Dataset entries
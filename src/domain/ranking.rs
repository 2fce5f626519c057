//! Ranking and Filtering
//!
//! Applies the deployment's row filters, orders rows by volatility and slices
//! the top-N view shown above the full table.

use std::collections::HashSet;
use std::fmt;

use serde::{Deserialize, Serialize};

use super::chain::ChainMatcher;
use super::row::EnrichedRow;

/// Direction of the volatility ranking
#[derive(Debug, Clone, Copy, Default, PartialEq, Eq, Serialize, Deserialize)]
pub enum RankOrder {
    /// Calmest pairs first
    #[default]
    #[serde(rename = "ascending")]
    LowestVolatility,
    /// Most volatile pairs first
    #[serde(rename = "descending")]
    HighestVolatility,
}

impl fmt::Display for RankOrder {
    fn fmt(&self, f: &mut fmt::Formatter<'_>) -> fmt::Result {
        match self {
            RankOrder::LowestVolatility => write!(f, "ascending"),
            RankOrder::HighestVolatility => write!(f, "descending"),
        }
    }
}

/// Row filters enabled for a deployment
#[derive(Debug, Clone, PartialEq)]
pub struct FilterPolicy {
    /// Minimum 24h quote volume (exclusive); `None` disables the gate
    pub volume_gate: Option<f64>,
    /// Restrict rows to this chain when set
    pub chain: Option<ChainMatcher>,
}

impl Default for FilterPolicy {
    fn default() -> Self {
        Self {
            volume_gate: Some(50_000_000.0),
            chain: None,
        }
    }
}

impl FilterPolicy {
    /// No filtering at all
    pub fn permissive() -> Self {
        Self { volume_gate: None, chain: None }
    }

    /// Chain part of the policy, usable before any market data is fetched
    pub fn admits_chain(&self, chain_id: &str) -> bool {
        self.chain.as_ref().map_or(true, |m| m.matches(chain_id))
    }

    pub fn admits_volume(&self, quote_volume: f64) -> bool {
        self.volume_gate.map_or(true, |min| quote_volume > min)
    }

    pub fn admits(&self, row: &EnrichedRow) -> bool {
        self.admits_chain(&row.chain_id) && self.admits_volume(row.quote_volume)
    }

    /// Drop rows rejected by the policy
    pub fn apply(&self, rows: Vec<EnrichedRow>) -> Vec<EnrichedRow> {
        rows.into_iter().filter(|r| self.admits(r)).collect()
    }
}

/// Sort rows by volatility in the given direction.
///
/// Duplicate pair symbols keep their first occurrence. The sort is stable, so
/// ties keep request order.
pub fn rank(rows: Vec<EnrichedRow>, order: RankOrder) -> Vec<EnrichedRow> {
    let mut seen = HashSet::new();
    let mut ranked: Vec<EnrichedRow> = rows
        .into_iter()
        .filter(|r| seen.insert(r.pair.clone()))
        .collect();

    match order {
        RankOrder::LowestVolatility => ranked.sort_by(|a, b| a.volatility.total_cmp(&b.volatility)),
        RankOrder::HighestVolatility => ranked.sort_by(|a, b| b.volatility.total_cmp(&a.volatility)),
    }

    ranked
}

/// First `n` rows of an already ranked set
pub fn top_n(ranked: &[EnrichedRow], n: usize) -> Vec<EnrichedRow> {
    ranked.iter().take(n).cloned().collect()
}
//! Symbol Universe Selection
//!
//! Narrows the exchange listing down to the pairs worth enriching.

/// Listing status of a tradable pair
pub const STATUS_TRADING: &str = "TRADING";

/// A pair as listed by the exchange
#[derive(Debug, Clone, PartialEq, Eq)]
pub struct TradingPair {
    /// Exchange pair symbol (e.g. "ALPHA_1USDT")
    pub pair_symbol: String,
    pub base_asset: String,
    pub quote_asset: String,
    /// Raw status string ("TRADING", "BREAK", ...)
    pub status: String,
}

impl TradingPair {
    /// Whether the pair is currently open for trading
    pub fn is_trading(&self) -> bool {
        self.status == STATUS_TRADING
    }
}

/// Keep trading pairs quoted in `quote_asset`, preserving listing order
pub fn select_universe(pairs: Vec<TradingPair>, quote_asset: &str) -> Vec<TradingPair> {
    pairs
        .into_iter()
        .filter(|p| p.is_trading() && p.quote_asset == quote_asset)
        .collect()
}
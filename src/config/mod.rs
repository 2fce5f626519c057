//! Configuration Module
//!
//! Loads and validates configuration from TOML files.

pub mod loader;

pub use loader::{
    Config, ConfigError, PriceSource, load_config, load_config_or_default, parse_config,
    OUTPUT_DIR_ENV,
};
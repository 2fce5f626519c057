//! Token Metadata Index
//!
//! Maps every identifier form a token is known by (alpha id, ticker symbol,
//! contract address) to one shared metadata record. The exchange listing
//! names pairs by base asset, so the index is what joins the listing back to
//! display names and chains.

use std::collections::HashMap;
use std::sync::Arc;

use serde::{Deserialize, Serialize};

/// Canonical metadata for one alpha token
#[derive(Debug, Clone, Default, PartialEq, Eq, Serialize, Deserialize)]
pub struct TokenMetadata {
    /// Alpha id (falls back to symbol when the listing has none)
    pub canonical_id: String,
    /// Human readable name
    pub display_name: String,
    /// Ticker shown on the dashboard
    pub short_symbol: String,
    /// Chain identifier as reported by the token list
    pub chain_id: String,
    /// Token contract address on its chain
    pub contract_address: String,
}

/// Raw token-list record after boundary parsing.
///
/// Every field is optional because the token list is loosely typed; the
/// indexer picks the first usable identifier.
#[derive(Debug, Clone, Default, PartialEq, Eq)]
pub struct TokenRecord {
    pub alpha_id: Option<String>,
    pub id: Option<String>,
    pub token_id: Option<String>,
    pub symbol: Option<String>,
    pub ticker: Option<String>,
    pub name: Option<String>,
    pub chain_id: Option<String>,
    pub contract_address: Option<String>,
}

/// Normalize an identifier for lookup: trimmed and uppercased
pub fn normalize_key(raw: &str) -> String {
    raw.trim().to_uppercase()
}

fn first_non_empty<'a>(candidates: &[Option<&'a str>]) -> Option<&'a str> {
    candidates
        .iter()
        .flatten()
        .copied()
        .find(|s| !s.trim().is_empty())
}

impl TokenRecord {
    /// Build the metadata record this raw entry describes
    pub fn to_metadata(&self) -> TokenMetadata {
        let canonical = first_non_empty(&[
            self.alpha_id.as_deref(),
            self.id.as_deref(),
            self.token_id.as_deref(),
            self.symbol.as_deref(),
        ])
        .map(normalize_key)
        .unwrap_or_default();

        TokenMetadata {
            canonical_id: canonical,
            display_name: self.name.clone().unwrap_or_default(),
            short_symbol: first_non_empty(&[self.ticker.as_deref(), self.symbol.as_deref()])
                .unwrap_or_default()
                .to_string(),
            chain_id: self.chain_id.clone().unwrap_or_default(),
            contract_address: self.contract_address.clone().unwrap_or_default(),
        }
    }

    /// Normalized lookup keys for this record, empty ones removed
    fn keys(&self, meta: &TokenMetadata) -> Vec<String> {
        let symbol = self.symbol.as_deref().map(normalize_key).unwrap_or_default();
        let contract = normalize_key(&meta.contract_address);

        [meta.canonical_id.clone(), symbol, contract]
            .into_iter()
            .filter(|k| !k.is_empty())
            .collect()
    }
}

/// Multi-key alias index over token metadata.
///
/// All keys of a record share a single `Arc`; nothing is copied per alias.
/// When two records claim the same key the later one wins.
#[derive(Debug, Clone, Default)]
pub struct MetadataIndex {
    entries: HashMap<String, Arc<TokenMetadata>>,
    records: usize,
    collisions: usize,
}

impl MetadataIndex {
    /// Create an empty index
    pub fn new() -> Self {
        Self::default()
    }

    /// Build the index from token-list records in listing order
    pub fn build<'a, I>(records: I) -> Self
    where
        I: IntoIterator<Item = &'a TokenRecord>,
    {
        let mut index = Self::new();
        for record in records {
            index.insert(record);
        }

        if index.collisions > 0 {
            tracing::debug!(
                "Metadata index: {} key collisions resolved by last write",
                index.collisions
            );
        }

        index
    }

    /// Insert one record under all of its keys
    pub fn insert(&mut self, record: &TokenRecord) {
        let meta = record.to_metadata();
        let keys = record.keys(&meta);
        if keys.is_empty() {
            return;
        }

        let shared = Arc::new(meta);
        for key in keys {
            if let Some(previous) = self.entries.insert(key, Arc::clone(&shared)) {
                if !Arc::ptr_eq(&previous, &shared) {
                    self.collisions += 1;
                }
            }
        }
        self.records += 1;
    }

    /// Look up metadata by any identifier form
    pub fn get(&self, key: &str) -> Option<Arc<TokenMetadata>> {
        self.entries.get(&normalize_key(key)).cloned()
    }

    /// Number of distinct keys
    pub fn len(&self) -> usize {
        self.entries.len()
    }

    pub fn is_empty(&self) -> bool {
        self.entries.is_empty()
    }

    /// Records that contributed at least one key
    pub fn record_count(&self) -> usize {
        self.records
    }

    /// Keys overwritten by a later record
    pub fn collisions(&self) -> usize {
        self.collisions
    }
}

**WHAT IS BEING ASKED:** Exactly the lines from the start of the entries through the one bearing "Copy, Default, PartialEq, Eq, Serialize, Deserialize)]" are to be output, with both ends included.

**RESPONSE BELOW:**
filename src/domain/ranking.rs
repository 2fce5f626519c057
//! Ranking and Filtering
//!
//! Applies the deployment's row filters, orders rows by volatility and slices
//! the top-N view shown above the full table.

use std::collections::HashSet;
use std::fmt;

use serde::{Deserialize, Serialize};

use super::chain::ChainMatcher;
use super::row::EnrichedRow;

/// Direction of the volatility ranking
#[derive(Debug, Clone, Copy, Default, PartialEq, Eq, Serialize, Deserialize)]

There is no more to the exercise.